**What to produce:** What do the lines say from the start of the entries through the one containing "type name of"? Repeat them exactly.

**Input for this task:**

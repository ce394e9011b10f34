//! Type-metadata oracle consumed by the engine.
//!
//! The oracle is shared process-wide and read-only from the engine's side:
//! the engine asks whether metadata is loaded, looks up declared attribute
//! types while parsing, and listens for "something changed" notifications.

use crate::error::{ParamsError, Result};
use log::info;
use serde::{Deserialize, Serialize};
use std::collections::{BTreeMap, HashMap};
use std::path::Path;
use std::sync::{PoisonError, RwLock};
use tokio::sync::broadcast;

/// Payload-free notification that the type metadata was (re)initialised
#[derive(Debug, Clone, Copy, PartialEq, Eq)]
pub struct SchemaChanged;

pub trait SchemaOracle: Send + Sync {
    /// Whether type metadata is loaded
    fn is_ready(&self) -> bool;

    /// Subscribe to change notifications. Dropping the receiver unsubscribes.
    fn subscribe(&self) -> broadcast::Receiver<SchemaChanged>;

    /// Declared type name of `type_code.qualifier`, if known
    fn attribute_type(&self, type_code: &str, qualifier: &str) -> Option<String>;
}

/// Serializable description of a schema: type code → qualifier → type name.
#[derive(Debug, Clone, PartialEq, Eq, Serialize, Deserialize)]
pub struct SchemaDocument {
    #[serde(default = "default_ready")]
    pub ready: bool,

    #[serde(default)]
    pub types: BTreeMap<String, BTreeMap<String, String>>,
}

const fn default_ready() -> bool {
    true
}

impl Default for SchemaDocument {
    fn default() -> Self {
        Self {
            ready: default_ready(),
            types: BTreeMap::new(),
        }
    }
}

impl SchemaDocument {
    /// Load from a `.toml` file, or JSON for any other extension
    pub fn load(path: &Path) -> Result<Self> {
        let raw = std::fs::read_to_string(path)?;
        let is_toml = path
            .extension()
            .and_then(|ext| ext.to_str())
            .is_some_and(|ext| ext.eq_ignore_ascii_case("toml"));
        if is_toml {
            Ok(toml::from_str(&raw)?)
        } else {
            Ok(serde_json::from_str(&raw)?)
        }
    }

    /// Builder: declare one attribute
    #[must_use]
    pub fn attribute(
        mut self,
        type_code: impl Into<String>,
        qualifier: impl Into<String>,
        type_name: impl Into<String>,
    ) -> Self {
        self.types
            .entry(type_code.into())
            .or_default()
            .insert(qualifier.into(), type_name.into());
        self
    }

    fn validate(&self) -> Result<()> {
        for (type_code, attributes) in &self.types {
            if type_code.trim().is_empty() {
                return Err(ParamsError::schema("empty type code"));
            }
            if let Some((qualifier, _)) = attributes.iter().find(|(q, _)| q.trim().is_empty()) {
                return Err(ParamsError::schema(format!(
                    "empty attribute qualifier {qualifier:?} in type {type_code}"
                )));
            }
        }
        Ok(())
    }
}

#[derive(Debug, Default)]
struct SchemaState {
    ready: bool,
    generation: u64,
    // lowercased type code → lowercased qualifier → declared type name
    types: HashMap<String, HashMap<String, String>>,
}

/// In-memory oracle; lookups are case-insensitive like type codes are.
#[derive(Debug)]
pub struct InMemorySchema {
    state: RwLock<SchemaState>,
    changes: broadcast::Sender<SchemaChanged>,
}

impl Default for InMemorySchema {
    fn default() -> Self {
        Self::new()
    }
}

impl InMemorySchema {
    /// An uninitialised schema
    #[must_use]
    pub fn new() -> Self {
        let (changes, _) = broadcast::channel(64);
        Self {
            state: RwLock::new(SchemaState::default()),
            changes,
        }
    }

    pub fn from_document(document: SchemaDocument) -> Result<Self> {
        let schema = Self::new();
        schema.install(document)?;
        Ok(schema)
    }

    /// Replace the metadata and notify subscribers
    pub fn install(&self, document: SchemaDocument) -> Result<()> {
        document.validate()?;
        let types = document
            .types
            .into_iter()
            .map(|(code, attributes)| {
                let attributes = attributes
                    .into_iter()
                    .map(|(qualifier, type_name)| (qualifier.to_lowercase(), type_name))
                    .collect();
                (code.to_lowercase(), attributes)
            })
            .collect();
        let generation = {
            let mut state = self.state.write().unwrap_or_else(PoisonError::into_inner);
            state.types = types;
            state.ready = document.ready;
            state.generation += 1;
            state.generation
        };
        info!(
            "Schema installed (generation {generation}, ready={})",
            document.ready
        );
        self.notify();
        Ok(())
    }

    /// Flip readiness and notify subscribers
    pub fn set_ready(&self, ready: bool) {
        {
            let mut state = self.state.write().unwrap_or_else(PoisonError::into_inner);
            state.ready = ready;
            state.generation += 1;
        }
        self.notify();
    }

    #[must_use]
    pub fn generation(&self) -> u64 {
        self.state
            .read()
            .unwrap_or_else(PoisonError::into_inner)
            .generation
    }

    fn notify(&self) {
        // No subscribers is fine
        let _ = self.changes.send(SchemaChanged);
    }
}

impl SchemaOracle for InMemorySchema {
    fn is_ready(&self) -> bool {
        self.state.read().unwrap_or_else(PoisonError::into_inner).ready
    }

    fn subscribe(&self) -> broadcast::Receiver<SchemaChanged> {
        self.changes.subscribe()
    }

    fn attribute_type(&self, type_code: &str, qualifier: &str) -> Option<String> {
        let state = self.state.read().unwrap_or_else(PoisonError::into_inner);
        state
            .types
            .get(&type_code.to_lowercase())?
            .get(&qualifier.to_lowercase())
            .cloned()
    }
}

**Reply:**
repository ce394e9011b10f34
//! Type-metadata oracle consumed by the engine.
//!
//! The oracle is shared process-wide and read-only from the engine's side:
//! the engine asks whether metadata is loaded, looks up declared attribute
//! types while parsing, and listens for "something changed" notifications.

use crate::error::{ParamsError, Result};
use log::info;
use serde::{Deserialize, Serialize};
use std::collections::{BTreeMap, HashMap};
use std::path::Path;
use std::sync::{PoisonError, RwLock};
use tokio::sync::broadcast;

/// Payload-free notification that the type metadata was (re)initialised
#[derive(Debug, Clone, Copy, PartialEq, Eq)]
pub struct SchemaChanged;

pub trait SchemaOracle: Send + Sync {
    /// Whether type metadata is loaded
    fn is_ready(&self) -> bool;

    /// Subscribe to change notifications. Dropping the receiver unsubscribes.
    fn subscribe(&self) -> broadcast::Receiver<SchemaChanged>;

    /// Declared type name of `type_code.qualifier`, if known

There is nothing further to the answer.